The street performer was only 10 years old. He put knives through his arms and walked on hot embers. By 14 he was dead. Someone dared him to jump from a roof. He did it, knowing it wouldn’t hurt.
The case of the Pakistani boy with a rare genetic disorder was described in 2006. He could feel warmth and cold and the texture of objects. But he never felt pain.
Now scientists have paired the discovery with the gene-editing tool CRISPR, in what they say is a step toward a gene therapy that could block severe pain caused by diabetes, cancer, or car accidents without the addictive effects of opioids.
The new approach to pain eradication, which mimics the rare DNA mutation the Pakistani boy had, was demonstrated in mice in the laboratory of Prashant Mali at the University of California, San Diego. The research was led by Ana Moreno, who is now the CEO of a startup, Navega Therapeutics, which plans to develop a CRISPR treatment for pain.
The research, in which CRISPR was used to temporarily block a key molecule in pain-transmitting neurons in the spinal cord of mice, was described in a preprint paper published in July. The company didn’t want to comment before the report is formally published, but the idea is to inject the cerebral spinal fluid with viral particles carrying a modified version of CRISPR designed to interrupt pain signals.
The first tests of CRISPR gene therapies on humans began only recently. This year CRISPR Therapeutics started treating patients with sickle-cell anemia, and another company, Editas Medicine, plans to try to reverse an inherited blinding disease. Both those programs involve altering DNA sequences in a person’s genome so that needed genes are turned on.
A pain treatment would extend CRISPR therapies into far more common conditions—about 20% of Americans have chronic pain, according to the Centers for Disease Control and Prevention. The project also highlights how, by mining genetic oddities, scientists can identify the causes of certain unusual people’s physical superpowers and use gene editing to grant them to others.
Finding the pain gene
A scramble for a new generation of pain treatments began when scientists zeroed in on a gene called SCN9A, which makes a molecule present in nerves (called Nav1.7) that is a key player in transmitting pain to the brain.

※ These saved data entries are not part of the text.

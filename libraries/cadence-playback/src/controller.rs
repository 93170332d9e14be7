//! Playback controller - single entry point for the UI layer
//!
//! Owns the only mutable `PlaybackState` and the platform session. Every UI
//! action and every transport report goes through here:
//! - pure events are applied through the reducer
//! - track starts stage the next state, load the session, then commit
//! - transport calls go to the session first and commit on success
//!
//! Starting a track always unloads the previous session before loading the
//! next one, so at most one session is ever loaded. Reports tagged with any
//! other session are dropped.

use crate::{
    error::Result,
    random::{RandomSource, ThreadRandom},
    reducer::{apply, PlaybackEvent},
    sequencer::{compute_next, compute_previous},
    session::{PlaybackSession, ReportKind, SessionHandle, TransportReport},
    state::PlaybackState,
    types::PlaybackConfig,
};
use cadence_core::Track;
use tracing::{debug, info, warn};

/// Drives a `PlaybackSession` from reducer state
pub struct PlaybackController<S: PlaybackSession> {
    state: PlaybackState,
    session: S,
    active: Option<SessionHandle>,
    rng: Box<dyn RandomSource + Send>,
}

impl<S: PlaybackSession> PlaybackController<S> {
    /// Create a controller using the thread RNG for shuffle
    pub fn new(session: S, config: &PlaybackConfig) -> Self {
        Self::with_random(session, config, ThreadRandom)
    }

    /// Create a controller with an explicit random source
    pub fn with_random(
        session: S,
        config: &PlaybackConfig,
        rng: impl RandomSource + Send + 'static,
    ) -> Self {
        Self {
            state: PlaybackState::new(config),
            session,
            active: None,
            rng: Box::new(rng),
        }
    }

    /// Current state snapshot
    pub fn state(&self) -> &PlaybackState {
        &self.state
    }

    /// The platform session
    pub fn session(&self) -> &S {
        &self.session
    }

    /// Handle of the loaded session, if any
    pub fn active_session(&self) -> Option<SessionHandle> {
        self.active
    }

    // ===== Event entry point =====

    /// Apply a UI event
    ///
    /// Transport events are routed to the matching controller operation so
    /// the session and the state never drift apart.
    pub async fn dispatch(&mut self, event: PlaybackEvent) -> Result<()> {
        match event {
            PlaybackEvent::StartTrack(track) => self.play_track(track, None).await,
            PlaybackEvent::TrackFinished => self.advance_after_finish().await,
            PlaybackEvent::Pause => self.pause().await,
            PlaybackEvent::Resume => self.resume().await,
            PlaybackEvent::Stop => self.stop().await,
            PlaybackEvent::Seek(position_ms) => self.seek(position_ms).await,
            PlaybackEvent::SetVolume(volume) => self.set_volume(volume).await,
            PlaybackEvent::SetActivePlaylist(tracks) => {
                self.commit(PlaybackEvent::SetActivePlaylist(tracks))?;
                if self.state.current_track().is_none() {
                    self.release().await;
                }
                Ok(())
            }
            other => self.commit(other),
        }
    }

    // ===== Playback Control =====

    /// Play `track`, optionally replacing the active playlist first
    ///
    /// Nothing is committed unless the session loads.
    pub async fn play_track(&mut self, track: Track, playlist: Option<Vec<Track>>) -> Result<()> {
        let mut staged = self.state.clone();
        if let Some(tracks) = playlist {
            staged = apply(&staged, PlaybackEvent::SetActivePlaylist(tracks), self.rng.as_mut())?;
        }
        let staged = apply(&staged, PlaybackEvent::StartTrack(track), self.rng.as_mut())?;
        self.load_and_commit(staged).await
    }

    /// Skip to the next track
    ///
    /// A no-op when the sequencing engine has nothing to offer.
    #[allow(clippy::should_implement_trait)]
    pub async fn next(&mut self) -> Result<()> {
        match self.stage_next()? {
            Some(staged) => self.load_and_commit(staged).await,
            None => {
                debug!("No next track");
                Ok(())
            }
        }
    }

    /// Go to the previous track
    pub async fn previous(&mut self) -> Result<()> {
        let Some(track) = compute_previous(&self.state) else {
            debug!("No previous track");
            return Ok(());
        };
        let staged = apply(&self.state, PlaybackEvent::StartTrack(track), self.rng.as_mut())?;
        self.load_and_commit(staged).await
    }

    /// Pause playback
    pub async fn pause(&mut self) -> Result<()> {
        if let Some(handle) = self.active {
            self.session.pause(handle).await?;
        }
        self.commit(PlaybackEvent::Pause)
    }

    /// Resume playback
    ///
    /// After a stop the session is gone, so the current track is reloaded
    /// from the start.
    pub async fn resume(&mut self) -> Result<()> {
        let Some(current) = self.state.current_track().cloned() else {
            debug!("Nothing to resume");
            return Ok(());
        };

        match self.active {
            Some(handle) => {
                self.session.resume(handle).await?;
                self.commit(PlaybackEvent::Resume)
            }
            None => {
                let staged = apply(&self.state, PlaybackEvent::StartTrack(current), self.rng.as_mut())?;
                self.load_and_commit(staged).await
            }
        }
    }

    /// Stop playback
    ///
    /// Unloads the session and rewinds; the current track is kept.
    pub async fn stop(&mut self) -> Result<()> {
        self.release().await;
        self.commit(PlaybackEvent::Stop)
    }

    /// Seek to position (in milliseconds), clamped to the track duration
    pub async fn seek(&mut self, position_ms: u64) -> Result<()> {
        let staged = apply(&self.state, PlaybackEvent::Seek(position_ms), self.rng.as_mut())?;
        if let Some(handle) = self.active {
            self.session.seek(handle, staged.position_ms()).await?;
        }
        self.state = staged;
        Ok(())
    }

    /// Set volume (0.0-1.0), clamped
    pub async fn set_volume(&mut self, volume: f32) -> Result<()> {
        let staged = apply(&self.state, PlaybackEvent::SetVolume(volume), self.rng.as_mut())?;
        if let Some(handle) = self.active {
            self.session.set_volume(handle, staged.volume()).await?;
        }
        self.state = staged;
        Ok(())
    }

    // ===== Transport reports =====

    /// Feed a report from the session back into the state
    ///
    /// Reports from sessions other than the loaded one are late arrivals
    /// from a superseded track and are dropped.
    pub async fn handle_report(&mut self, report: TransportReport) -> Result<()> {
        if self.active != Some(report.session) {
            debug!(session = %report.session, "Discarding report from inactive session");
            return Ok(());
        }

        match report.kind {
            ReportKind::Tick {
                position_ms,
                duration_ms,
                is_playing,
            } => self.commit(PlaybackEvent::TransportTick {
                position_ms,
                duration_ms,
                is_playing,
            }),
            ReportKind::Finished => self.advance_after_finish().await,
        }
    }

    /// Unload the session; the state is left as is
    pub async fn shutdown(&mut self) {
        self.release().await;
    }

    // ===== Internals =====

    fn commit(&mut self, event: PlaybackEvent) -> Result<()> {
        self.state = apply(&self.state, event, self.rng.as_mut())?;
        Ok(())
    }

    /// State with the next track started, or `None` when playback should stop
    fn stage_next(&mut self) -> Result<Option<PlaybackState>> {
        let Some(selection) = compute_next(&self.state, self.rng.as_mut()) else {
            return Ok(None);
        };

        let mut staged = self.state.clone();
        if selection.cycle_exhausted {
            staged = apply(&staged, PlaybackEvent::CycleExhausted, self.rng.as_mut())?;
        }
        let staged = apply(&staged, PlaybackEvent::StartTrack(selection.track), self.rng.as_mut())?;
        Ok(Some(staged))
    }

    async fn advance_after_finish(&mut self) -> Result<()> {
        match self.stage_next()? {
            Some(staged) => self.load_and_commit(staged).await,
            None => {
                info!("End of active playlist");
                self.release().await;
                self.commit(PlaybackEvent::TrackFinished)
            }
        }
    }

    /// Swap sessions for the staged current track and commit on success
    async fn load_and_commit(&mut self, staged: PlaybackState) -> Result<()> {
        let Some(track) = staged.current_track().cloned() else {
            self.state = staged;
            return Ok(());
        };

        self.commit(PlaybackEvent::SetLoading(true))?;
        self.release().await;

        match self.session.load(&track.locator, staged.volume()).await {
            Ok(handle) => {
                info!(
                    track_id = %track.id,
                    title = %track.title,
                    artist = %track.artist,
                    session = %handle,
                    "Started track"
                );
                self.active = Some(handle);
                self.state = staged;
                Ok(())
            }
            Err(e) => {
                warn!(track_id = %track.id, error = %e, "Failed to load track");
                self.commit(PlaybackEvent::SetLoading(false))?;
                Err(e)
            }
        }
    }

    async fn release(&mut self) {
        if let Some(handle) = self.active.take() {
            if let Err(e) = self.session.unload(handle).await {
                warn!(session = %handle, error = %e, "Failed to unload session");
            }
        }
    }
}
//! Sequencing engine
//!
//! Pure decisions about which track plays next or previous. Nothing here
//! mutates state; the reducer applies the result.
//!
//! Shuffle draws without replacement over one cycle of the active playlist,
//! tracked by the played-id set, so every track is heard once before any
//! repeats.

use crate::random::RandomSource;
use crate::state::PlaybackState;
use crate::types::RepeatMode;
use cadence_core::Track;
use tracing::debug;

/// Outcome of a "next" query
#[derive(Debug, Clone, PartialEq, Eq)]
pub struct Selection {
    /// Track that should play
    pub track: Track,

    /// Every track of the cycle was already played; the played-id set must
    /// be cleared before this track starts
    pub cycle_exhausted: bool,
}

impl Selection {
    fn fresh(track: Track) -> Self {
        Self {
            track,
            cycle_exhausted: false,
        }
    }
}

/// Decide which track follows the current one
///
/// `None` means playback should stop: the playlist is empty, or the end was
/// reached with repeat off.
pub fn compute_next(state: &PlaybackState, rng: &mut dyn RandomSource) -> Option<Selection> {
    if state.repeat_mode == RepeatMode::One {
        if let Some(current) = &state.current_track {
            return Some(Selection::fresh(current.clone()));
        }
    }

    let playlist = &state.active_playlist;
    if playlist.is_empty() {
        return None;
    }

    if state.is_shuffled {
        let unplayed: Vec<&Track> = playlist
            .iter()
            .filter(|track| !state.played_ids.contains(&track.id))
            .collect();

        if unplayed.is_empty() {
            debug!(len = playlist.len(), "Shuffle cycle exhausted, starting over");
            let track = playlist[pick_index(rng, playlist.len())].clone();
            return Some(Selection {
                track,
                cycle_exhausted: true,
            });
        }

        let track = unplayed[pick_index(rng, unplayed.len())].clone();
        return Some(Selection::fresh(track));
    }

    let Some(index) = state.current_index() else {
        return Some(Selection::fresh(playlist[0].clone()));
    };

    match playlist.get(index + 1) {
        Some(track) => Some(Selection::fresh(track.clone())),
        None if state.repeat_mode == RepeatMode::All => Some(Selection::fresh(playlist[0].clone())),
        None => None,
    }
}

/// Decide which track precedes the current one
///
/// Sequential only: shuffle has no meaningful "previous" beyond the wrap.
pub fn compute_previous(state: &PlaybackState) -> Option<Track> {
    let playlist = &state.active_playlist;
    if playlist.is_empty() || state.current_track.is_none() {
        return None;
    }

    match state.current_index() {
        Some(index) if index > 0 => Some(playlist[index - 1].clone()),
        _ if state.repeat_mode == RepeatMode::All => playlist.last().cloned(),
        _ => None,
    }
}

/// Index in `0..len` from `rng`; `len` must be non-zero
///
/// Host sources may answer out of range, so the pick is reduced modulo `len`.
fn pick_index(rng: &mut dyn RandomSource, len: usize) -> usize {
    rng.pick(len) % len
}

#[cfg(test)]
mod tests {
    use super::*;
    use crate::random::SequenceRandom;
    use cadence_core::TrackId;

    fn track(id: &str) -> Track {
        Track::new(TrackId::new(id), id.to_uppercase(), format!("/music/{}.mp3", id))
    }

    fn state_with(ids: &[&str], current: Option<&str>, repeat: RepeatMode) -> PlaybackState {
        let mut state = PlaybackState::default();
        state.active_playlist = ids.iter().map(|id| track(id)).collect();
        state.current_track = current.map(track);
        state.repeat_mode = repeat;
        state
    }

    fn next_id(state: &PlaybackState) -> Option<String> {
        compute_next(state, &mut SequenceRandom::default()).map(|s| s.track.id.to_string())
    }

    #[test]
    fn empty_playlist_yields_nothing() {
        let state = state_with(&[], None, RepeatMode::All);
        assert_eq!(next_id(&state), None);
        assert_eq!(compute_previous(&state), None);
    }

    #[test]
    fn no_current_track_starts_at_first() {
        let state = state_with(&["a", "b", "c"], None, RepeatMode::Off);
        assert_eq!(next_id(&state).as_deref(), Some("a"));
    }

    #[test]
    fn current_track_missing_from_playlist_starts_at_first() {
        let state = state_with(&["a", "b"], Some("z"), RepeatMode::Off);
        assert_eq!(next_id(&state).as_deref(), Some("a"));
    }

    #[test]
    fn sequential_advances() {
        let state = state_with(&["a", "b", "c"], Some("a"), RepeatMode::Off);
        assert_eq!(next_id(&state).as_deref(), Some("b"));
    }

    #[test]
    fn end_of_playlist_stops_without_repeat() {
        let state = state_with(&["a", "b", "c"], Some("c"), RepeatMode::Off);
        assert_eq!(next_id(&state), None);
    }

    #[test]
    fn end_of_playlist_wraps_with_repeat_all() {
        let state = state_with(&["a", "b", "c"], Some("c"), RepeatMode::All);
        assert_eq!(next_id(&state).as_deref(), Some("a"));
    }

    #[test]
    fn repeat_one_returns_current_even_when_shuffled() {
        let mut state = state_with(&["a", "b", "c"], Some("b"), RepeatMode::One);
        state.is_shuffled = true;
        assert_eq!(next_id(&state).as_deref(), Some("b"));
    }

    #[test]
    fn repeat_one_without_current_falls_through() {
        let state = state_with(&["a", "b"], None, RepeatMode::One);
        assert_eq!(next_id(&state).as_deref(), Some("a"));
    }

    #[test]
    fn shuffle_picks_from_unplayed_only() {
        let mut state = state_with(&["a", "b", "c"], Some("a"), RepeatMode::Off);
        state.is_shuffled = true;
        state.played_ids = [TrackId::new("a"), TrackId::new("c")].into();

        // Only "b" is unplayed; any scripted index lands on it
        let selection = compute_next(&state, &mut SequenceRandom::new([7])).unwrap();
        assert_eq!(selection.track.id.as_str(), "b");
        assert!(!selection.cycle_exhausted);
    }

    #[test]
    fn shuffle_signals_cycle_reset_when_all_played() {
        let mut state = state_with(&["a", "b"], Some("b"), RepeatMode::Off);
        state.is_shuffled = true;
        state.played_ids = [TrackId::new("a"), TrackId::new("b")].into();

        let selection = compute_next(&state, &mut SequenceRandom::new([0])).unwrap();
        assert!(selection.cycle_exhausted);
        assert_eq!(selection.track.id.as_str(), "a");
    }

    /// Source that ignores the requested bound
    struct Unbounded(usize);

    impl RandomSource for Unbounded {
        fn pick(&mut self, _len: usize) -> usize {
            self.0
        }
    }

    #[test]
    fn shuffle_tolerates_out_of_range_picks() {
        let mut state = state_with(&["a", "b", "c"], Some("a"), RepeatMode::Off);
        state.is_shuffled = true;
        state.played_ids.insert(TrackId::new("a"));

        // Unplayed: [b, c]; 5 % 2 = 1
        let selection = compute_next(&state, &mut Unbounded(5)).unwrap();
        assert_eq!(selection.track.id.as_str(), "c");

        let selection = compute_next(&state, &mut Unbounded(usize::MAX)).unwrap();
        assert!(["b", "c"].contains(&selection.track.id.as_str()));

        // Exhausted cycle draws from the whole playlist
        state.played_ids.extend([TrackId::new("b"), TrackId::new("c")]);
        let selection = compute_next(&state, &mut Unbounded(4)).unwrap();
        assert!(selection.cycle_exhausted);
        assert_eq!(selection.track.id.as_str(), "b");
    }

    #[test]
    fn previous_steps_back() {
        let state = state_with(&["a", "b", "c"], Some("c"), RepeatMode::Off);
        assert_eq!(compute_previous(&state).unwrap().id.as_str(), "b");
    }

    #[test]
    fn previous_at_start_is_noop_without_repeat_all() {
        let off = state_with(&["a", "b", "c"], Some("a"), RepeatMode::Off);
        let one = state_with(&["a", "b", "c"], Some("a"), RepeatMode::One);
        assert_eq!(compute_previous(&off), None);
        assert_eq!(compute_previous(&one), None);
    }

    #[test]
    fn previous_at_start_wraps_with_repeat_all() {
        let state = state_with(&["a", "b", "c"], Some("a"), RepeatMode::All);
        assert_eq!(compute_previous(&state).unwrap().id.as_str(), "c");
    }

    #[test]
    fn previous_without_current_is_none() {
        let state = state_with(&["a", "b"], None, RepeatMode::All);
        assert_eq!(compute_previous(&state), None);
    }
}
#[cfg(test)]
mod tests {
    use super::*;
    use crate::random::SequenceRandom;

    fn track(id: &str) -> Track {
        Track::new(TrackId::new(id), id.to_uppercase(), format!("/music/{}.mp3", id))
    }

    fn tracks(ids: &[&str]) -> Vec<Track> {
        ids.iter().map(|id| track(id)).collect()
    }

    fn step(state: &PlaybackState, event: PlaybackEvent) -> PlaybackState {
        apply(state, event, &mut SequenceRandom::default()).unwrap()
    }

    fn playing(ids: &[&str], current: &str) -> PlaybackState {
        let state = step(
            &PlaybackState::default(),
            PlaybackEvent::SetActivePlaylist(tracks(ids)),
        );
        step(&state, PlaybackEvent::StartTrack(track(current)))
    }

    #[test]
    fn apply_does_not_mutate_input() {
        let state = PlaybackState::default();
        let next = step(&state, PlaybackEvent::SetVolume(0.3));
        assert_eq!(state.volume(), 1.0);
        assert_eq!(next.volume(), 0.3);
    }

    #[test]
    fn replace_library_seeds_empty_active_playlist() {
        let state = step(
            &PlaybackState::default(),
            PlaybackEvent::ReplaceLibrary(tracks(&["a", "b"])),
        );
        assert_eq!(state.library().len(), 2);
        assert_eq!(state.active_playlist().len(), 2);

        // A second import leaves the active playlist alone
        let state = step(&state, PlaybackEvent::ReplaceLibrary(tracks(&["a", "b", "c"])));
        assert_eq!(state.library().len(), 3);
        assert_eq!(state.active_playlist().len(), 2);
    }

    #[test]
    fn replace_library_drops_duplicate_ids() {
        let state = step(
            &PlaybackState::default(),
            PlaybackEvent::ReplaceLibrary(tracks(&["a", "b", "a"])),
        );
        assert_eq!(state.library().len(), 2);
    }

    #[test]
    fn start_track_sets_transport_and_history() {
        let state = playing(&["a", "b"], "b");
        assert_eq!(state.current_track().unwrap().id.as_str(), "b");
        assert!(state.is_playing());
        assert_eq!(state.position_ms(), 0);
        assert!(state.has_played(&TrackId::new("b")));
    }

    #[test]
    fn start_unknown_track_is_rejected() {
        let state = playing(&["a", "b"], "a");
        let err = apply(
            &state,
            PlaybackEvent::StartTrack(track("zzz")),
            &mut SequenceRandom::default(),
        )
        .unwrap_err();
        assert!(matches!(err, PlaybackError::InvalidTransition(_)));
    }

    #[test]
    fn set_active_playlist_clears_played_ids() {
        let state = playing(&["a", "b"], "a");
        let state = step(&state, PlaybackEvent::SetActivePlaylist(tracks(&["a", "c"])));
        assert!(state.played_ids().is_empty());
        assert_eq!(state.current_track().unwrap().id.as_str(), "a");
        assert!(state.is_playing());
    }

    #[test]
    fn set_active_playlist_without_current_track_stops() {
        let state = playing(&["a", "b"], "a");
        let state = step(&state, PlaybackEvent::SetActivePlaylist(tracks(&["x", "y"])));
        assert!(state.current_track().is_none());
        assert_eq!(state.transport(), TransportState::Stopped);
    }

    #[test]
    fn tick_updates_and_clamps_position() {
        let state = playing(&["a"], "a");
        let state = step(
            &state,
            PlaybackEvent::TransportTick {
                position_ms: 12_000,
                duration_ms: 10_000,
                is_playing: true,
            },
        );
        assert_eq!(state.duration_ms(), 10_000);
        assert_eq!(state.position_ms(), 10_000);

        let state = step(
            &state,
            PlaybackEvent::TransportTick {
                position_ms: 4_000,
                duration_ms: 10_000,
                is_playing: false,
            },
        );
        assert_eq!(state.transport(), TransportState::Paused);
        assert_eq!(state.position_ms(), 4_000);
    }

    #[test]
    fn tick_without_current_track_is_ignored() {
        let state = PlaybackState::default();
        let next = step(
            &state,
            PlaybackEvent::TransportTick {
                position_ms: 1_000,
                duration_ms: 2_000,
                is_playing: true,
            },
        );
        assert_eq!(next, state);
    }

    #[test]
    fn finished_advances_sequentially() {
        let state = playing(&["a", "b"], "a");
        let state = step(&state, PlaybackEvent::TrackFinished);
        assert_eq!(state.current_track().unwrap().id.as_str(), "b");
        assert!(state.is_playing());
    }

    #[test]
    fn finished_at_end_stops() {
        let state = playing(&["a", "b"], "b");
        let state = step(
            &state,
            PlaybackEvent::TransportTick {
                position_ms: 9_000,
                duration_ms: 9_000,
                is_playing: true,
            },
        );
        let state = step(&state, PlaybackEvent::TrackFinished);
        assert_eq!(state.transport(), TransportState::Stopped);
        assert_eq!(state.position_ms(), 0);
        assert_eq!(state.current_track().unwrap().id.as_str(), "b");
    }

    #[test]
    fn finished_with_repeat_one_restarts_current() {
        let state = playing(&["a", "b"], "a");
        let state = step(&state, PlaybackEvent::SetRepeatMode(RepeatMode::One));
        let state = step(&state, PlaybackEvent::TrackFinished);
        assert_eq!(state.current_track().unwrap().id.as_str(), "a");
        assert!(state.is_playing());
    }

    #[test]
    fn finished_after_exhausted_shuffle_cycle_restarts_cycle() {
        let state = playing(&["a", "b"], "a");
        let state = step(&state, PlaybackEvent::StartTrack(track("b")));
        let state = step(&state, PlaybackEvent::ToggleShuffle);
        assert_eq!(state.played_ids().len(), 2);

        let state = apply(
            &state,
            PlaybackEvent::TrackFinished,
            &mut SequenceRandom::new([1]),
        )
        .unwrap();
        assert_eq!(state.current_track().unwrap().id.as_str(), "b");
        let expected: HashSet<TrackId> = [TrackId::new("b")].into();
        assert_eq!(state.played_ids(), &expected);
    }

    #[test]
    fn pause_resume_stop_transitions() {
        let state = playing(&["a"], "a");
        let paused = step(&state, PlaybackEvent::Pause);
        assert_eq!(paused.transport(), TransportState::Paused);

        let resumed = step(&paused, PlaybackEvent::Resume);
        assert_eq!(resumed.transport(), TransportState::Playing);

        let stopped = step(&resumed, PlaybackEvent::Stop);
        assert_eq!(stopped.transport(), TransportState::Stopped);
        assert!(stopped.current_track().is_some());

        // Pause does not leave Stopped
        let still = step(&stopped, PlaybackEvent::Pause);
        assert_eq!(still.transport(), TransportState::Stopped);
    }

    #[test]
    fn resume_without_track_is_noop() {
        let state = step(&PlaybackState::default(), PlaybackEvent::Resume);
        assert_eq!(state.transport(), TransportState::Stopped);
    }

    #[test]
    fn seek_clamps_to_duration() {
        let state = playing(&["a"], "a");
        let state = step(
            &state,
            PlaybackEvent::TransportTick {
                position_ms: 0,
                duration_ms: 60_000,
                is_playing: true,
            },
        );
        assert_eq!(step(&state, PlaybackEvent::Seek(90_000)).position_ms(), 60_000);
        assert_eq!(step(&state, PlaybackEvent::Seek(30_000)).position_ms(), 30_000);
        assert!(step(&state, PlaybackEvent::Seek(30_000)).is_playing());
    }

    #[test]
    fn volume_is_clamped() {
        let state = PlaybackState::default();
        assert_eq!(step(&state, PlaybackEvent::SetVolume(1.5)).volume(), 1.0);
        assert_eq!(step(&state, PlaybackEvent::SetVolume(-0.2)).volume(), 0.0);
        assert_eq!(step(&state, PlaybackEvent::SetVolume(f32::NAN)).volume(), 0.0);
    }

    #[test]
    fn toggle_shuffle_keeps_played_ids() {
        let state = playing(&["a", "b"], "a");
        let state = step(&state, PlaybackEvent::ToggleShuffle);
        assert!(state.is_shuffled());
        assert!(state.has_played(&TrackId::new("a")));
    }

    #[test]
    fn cycle_exhausted_clears_played_ids() {
        let state = playing(&["a", "b"], "a");
        let state = step(&state, PlaybackEvent::CycleExhausted);
        assert!(state.played_ids().is_empty());
    }

    #[test]
    fn playlists_add_and_delete() {
        let playlist = Playlist::new("Mix", tracks(&["a"])).unwrap();
        let id = playlist.id.clone();

        let state = step(&PlaybackState::default(), PlaybackEvent::AddPlaylist(playlist.clone()));
        assert_eq!(state.playlists().len(), 1);
        assert!(state.active_playlist().is_empty());

        let dup = apply(
            &state,
            PlaybackEvent::AddPlaylist(playlist),
            &mut SequenceRandom::default(),
        );
        assert!(matches!(dup, Err(PlaybackError::InvalidTransition(_))));

        let state = step(&state, PlaybackEvent::DeletePlaylist(id.clone()));
        assert!(state.playlists().is_empty());

        let missing = apply(
            &state,
            PlaybackEvent::DeletePlaylist(id),
            &mut SequenceRandom::default(),
        );
        assert!(matches!(missing, Err(PlaybackError::InvalidTransition(_))));
    }
}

Evidence for the gene’s central role came from people with strange inherited syndromes. Some mutations in the gene cause people to feel more pain. The Pakistani boy, meanwhile, was a member of a family with a mutation that disabled SCN9A entirely.
The clear effect of the genetic differences—more pain on the one hand, no pain if the mutation inactivated the gene—drew intense interest from drug companies. The gene has been called a perfect example of how valuable drug “targets” can be discovered by studying people with rare traits.
So far, efforts to mimic the pain-free effect with conventional drugs have not met with clear success. One company, Genentech, says it is still searching for “highly targeted” drugs to block Nav1.7 and recently described how that can be done with toxins from scorpions and tarantulas.
Researchers have tried using gene therapy to dampen the activity of Nav1.7 before. It was attempted in 2005 using another gene-modulating technique, and at least two companies, Voyager Therapeutics and Coda Biotherapeutics, are exploring potential treatments.
The new report, however, is the first to use CRISPR to treat pain in mice. “The animal data suggest you would still feel a burning kettle, but the pain might be much diminished,” says John Wood of University College London. He calls the use of CRISPR to treat “a major advance.”
There are some downsides to fooling with pain. People with the no-pain DNA mutation have a limited sense of smell and, without pain, they don’t know when they are injured. A number of members of the Pakistani family were limping from broken limbs. Others had lost parts of their tongues—they’d bitten them off.
There are still plenty of unanswered questions about whether CRISPR will be a useful pain fix, including how long the effect will last and how it would affect preexisting pain, something the researchers didn’t look at. Gene therapy is also high-tech and very expensive—one recently approved treatment costs $2.1 million.
“It’s going to be a massive gamble for the investors to take it forward at the moment,” Wood says. “It’s exciting, and I am sure it will happen … but it’s problematic at the moment.”
New pain control tactics are likely to draw interest from the military, which is looking at technologies that would let soldiers keep moving, keep shooting, and keep communicating for days after an injury, according to the abstract of an upcoming talk by Peter Murray, of the US Army Medical Research & Development Command. Murray writes that the question is: “Can we create an analgesic that can treat severe, post-traumatic pain that doesn’t interfere with cognition or motor control?”
In 2017 Vladimir Putin told students at a youth festival in Sochi that genetic engineering could create soldiers who feel no pain or fear, which could be “scarier than a nuclear bomb.”
In addition to the no-pain mutation, there’s a genetic variant that could let an air traffic controller—or a soldier—get by on four or five hours of sleep per day. As gene-therapy techniques advance and become less expensive, it might be feasible to routinely enhance people with similar genetic changes.